**PROBLEM TO WORK ON**
Check every line of the data below for the word "path". Copy the ones that have it.

*** Opening of EXERCISE INPUTS ***

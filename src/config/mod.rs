//! Configuration management for mediafetch
//!
//! Settings are layered from:
//! 1. Default values (embedded in structs)
//! 2. TOML configuration file
//! 3. Environment variables (highest priority)
//!
//! # Usage
//!
//! ```no_run
//! use mediafetch::config::Config;
//!
//! let config = Config::load().expect("Failed to load configuration");
//! println!("Output root: {}", config.output.root.display());
//! ```
//!
//! # Environment Variables
//!
//! Any value can be overridden with `MEDIAFETCH__<section>__<key>`:
//! - `MEDIAFETCH__WORKER__CONCURRENCY=8`
//! - `MEDIAFETCH__OUTPUT__ROOT=/srv/music`
//! - `MEDIAFETCH__HTTP__MAX_DOWNLOAD_SIZE=2GB`
//! - `MEDIAFETCH__DISCOVERY__MEDIA_EXTENSIONS=.mp3,.ogg`
//!
//! # Configuration File
//!
//! By default, the configuration is loaded from `config/mediafetch.toml`.
//! This can be overridden using the `MEDIAFETCH_CONFIG` environment variable.

mod models;
mod resolver;
mod sources;
mod validation;

pub use crate::humanize::{ByteSize, HumanDuration};
pub use models::{
    BackendConfig, BackendOverrides, Config, DiscoveryConfig, ExtractorConfig, HttpConfig,
    OutputConfig, SwarmConfig, WorkerConfig,
};
pub use resolver::BackendResolver;
pub use validation::{MAX_AUDIO_QUALITY, MAX_CONCURRENCY, ValidationError, validate_concurrency};

use std::path::PathBuf;
use thiserror::Error;

#[derive(Debug, Error)]
pub enum ConfigError {
    #[error("Failed to load configuration: {0}")]
    LoadError(#[from] config::ConfigError),

    #[error("Configuration validation failed: {0}")]
    ValidationError(#[from] ValidationError),

    #[error("Failed to render configuration: {0}")]
    RenderError(#[from] toml::ser::Error),
}

impl Config {
    /// Load configuration from all sources (file + environment)
    ///
    /// # Errors
    ///
    /// Returns an error if the file is malformed or validation fails.
    pub fn load() -> Result<Self, ConfigError> {
        let config = sources::load()?;
        validation::validate(&config)?;
        Ok(config)
    }

    /// Load configuration from a specific path plus environment overrides
    pub fn load_from_path(path: PathBuf) -> Result<Self, ConfigError> {
        let _ = dotenvy::dotenv();
        let config = sources::load_from_sources(path)?;
        validation::validate(&config)?;
        Ok(config)
    }

    /// Re-run validation after programmatic changes (CLI overrides)
    pub fn validate(&self) -> Result<(), ConfigError> {
        validation::validate(self).map_err(ConfigError::from)
    }

    /// Per-source backend settings for this configuration
    pub fn backend_resolver(&self) -> BackendResolver<'_> {
        BackendResolver::new(self)
    }

    /// Effective configuration as TOML
    pub fn to_toml(&self) -> Result<String, ConfigError> {
        Ok(toml::to_string_pretty(self)?)
    }
}
use super::models::Config;
use crate::source::SourceType;
use std::time::Duration;
use thiserror::Error;

pub const MAX_CONCURRENCY: usize = 16;
pub const MAX_AUDIO_QUALITY: u32 = 320;
const MAX_SWARM_CONNECTIONS: u32 = 16;
const MAX_SWARM_PEERS: u32 = 500;

#[derive(Debug, Error)]
pub enum ValidationError {
    #[error("worker.concurrency must be between 1 and 16, got {0}")]
    InvalidConcurrency(usize),

    #[error("{field} = {value} exceeds the maximum audio quality of 320 kbps")]
    AudioQualityOutOfRange { field: String, value: u32 },

    #[error("{field} entry '{value}' must start with '.'")]
    InvalidExtension { field: &'static str, value: String },

    #[error("Unknown backend table '[backends.{0}]'")]
    UnknownBackendKey(String),

    #[error("{0} must be greater than zero")]
    ZeroTimeout(&'static str),

    #[error("{field} must be between 1 and {max}, got {value}")]
    OutOfRange {
        field: &'static str,
        value: u32,
        max: u32,
    },

    #[error("{0} must not be empty")]
    EmptyProgram(&'static str),

    #[error("output.staging_dir '{0}' must be a single relative path component")]
    InvalidStagingDir(String),
}

/// Validate the entire configuration
pub fn validate(config: &Config) -> Result<(), ValidationError> {
    validate_worker(config)?;
    validate_timeouts(config)?;
    validate_output(config)?;
    validate_extensions(config)?;
    validate_extractor(config)?;
    validate_swarm(config)?;
    validate_backends(config)?;
    Ok(())
}

pub fn validate_concurrency(concurrency: usize) -> Result<(), ValidationError> {
    if concurrency == 0 || concurrency > MAX_CONCURRENCY {
        return Err(ValidationError::InvalidConcurrency(concurrency));
    }
    Ok(())
}

fn validate_worker(config: &Config) -> Result<(), ValidationError> {
    validate_concurrency(config.worker.concurrency)
}

fn validate_timeouts(config: &Config) -> Result<(), ValidationError> {
    let timeouts = [
        ("http.connect_timeout", config.http.connect_timeout.as_duration()),
        ("http.read_timeout", config.http.read_timeout.as_duration()),
        ("discovery.render_timeout", config.discovery.render_timeout.as_duration()),
        ("extractor.timeout", config.extractor.timeout.as_duration()),
        ("swarm.timeout", config.swarm.timeout.as_duration()),
    ];

    for (field, value) in timeouts {
        if value == Duration::ZERO {
            return Err(ValidationError::ZeroTimeout(field));
        }
    }

    Ok(())
}

fn validate_output(config: &Config) -> Result<(), ValidationError> {
    let staging = &config.output.staging_dir;
    if staging.is_empty() || staging == "." || staging == ".." || staging.contains(['/', '\\']) {
        return Err(ValidationError::InvalidStagingDir(staging.clone()));
    }
    Ok(())
}

fn validate_extensions(config: &Config) -> Result<(), ValidationError> {
    let lists = [
        ("discovery.media_extensions", &config.discovery.media_extensions),
        ("swarm.media_extensions", &config.swarm.media_extensions),
    ];

    for (field, extensions) in lists {
        if let Some(bad) = extensions.iter().find(|ext| !ext.starts_with('.') || ext.len() < 2) {
            return Err(ValidationError::InvalidExtension {
                field,
                value: bad.clone(),
            });
        }
    }

    Ok(())
}

fn validate_extractor(config: &Config) -> Result<(), ValidationError> {
    if config.extractor.program.trim().is_empty() {
        return Err(ValidationError::EmptyProgram("extractor.program"));
    }
    if config.extractor.audio_quality > MAX_AUDIO_QUALITY {
        return Err(ValidationError::AudioQualityOutOfRange {
            field: "extractor.audio_quality".to_string(),
            value: config.extractor.audio_quality,
        });
    }
    Ok(())
}

fn validate_swarm(config: &Config) -> Result<(), ValidationError> {
    if config.swarm.program.trim().is_empty() {
        return Err(ValidationError::EmptyProgram("swarm.program"));
    }

    let limits = [
        ("swarm.max_connections_per_peer", config.swarm.max_connections_per_peer),
        ("swarm.split", config.swarm.split),
    ];
    for (field, value) in limits {
        check_range(field, value, MAX_SWARM_CONNECTIONS)?;
    }
    // aria2c reads a peer cap of 0 as unlimited
    check_range("swarm.max_peers", config.swarm.max_peers, MAX_SWARM_PEERS)?;

    Ok(())
}

fn check_range(field: &'static str, value: u32, max: u32) -> Result<(), ValidationError> {
    if value == 0 || value > max {
        return Err(ValidationError::OutOfRange { field, value, max });
    }
    Ok(())
}

/// Backend tables must name a known source and carry sane values
fn validate_backends(config: &Config) -> Result<(), ValidationError> {
    for (key, overrides) in &config.backends {
        if !SourceType::config_keys().any(|known| known == key) {
            return Err(ValidationError::UnknownBackendKey(key.clone()));
        }

        if let Some(quality) = overrides.audio_quality {
            if quality > MAX_AUDIO_QUALITY {
                return Err(ValidationError::AudioQualityOutOfRange {
                    field: format!("backends.{key}.audio_quality"),
                    value: quality,
                });
            }
        }
    }

    Ok(())
}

*** Close of EXERCISE INPUTS ***

**EXERCISE SOLUTION**
use std::path::PathBuf;
    /// Load configuration from a specific path plus environment overrides
    pub fn load_from_path(path: PathBuf) -> Result<Self, ConfigError> {
        let config = sources::load_from_sources(path)?;
    #[error("output.staging_dir '{0}' must be a single relative path component")]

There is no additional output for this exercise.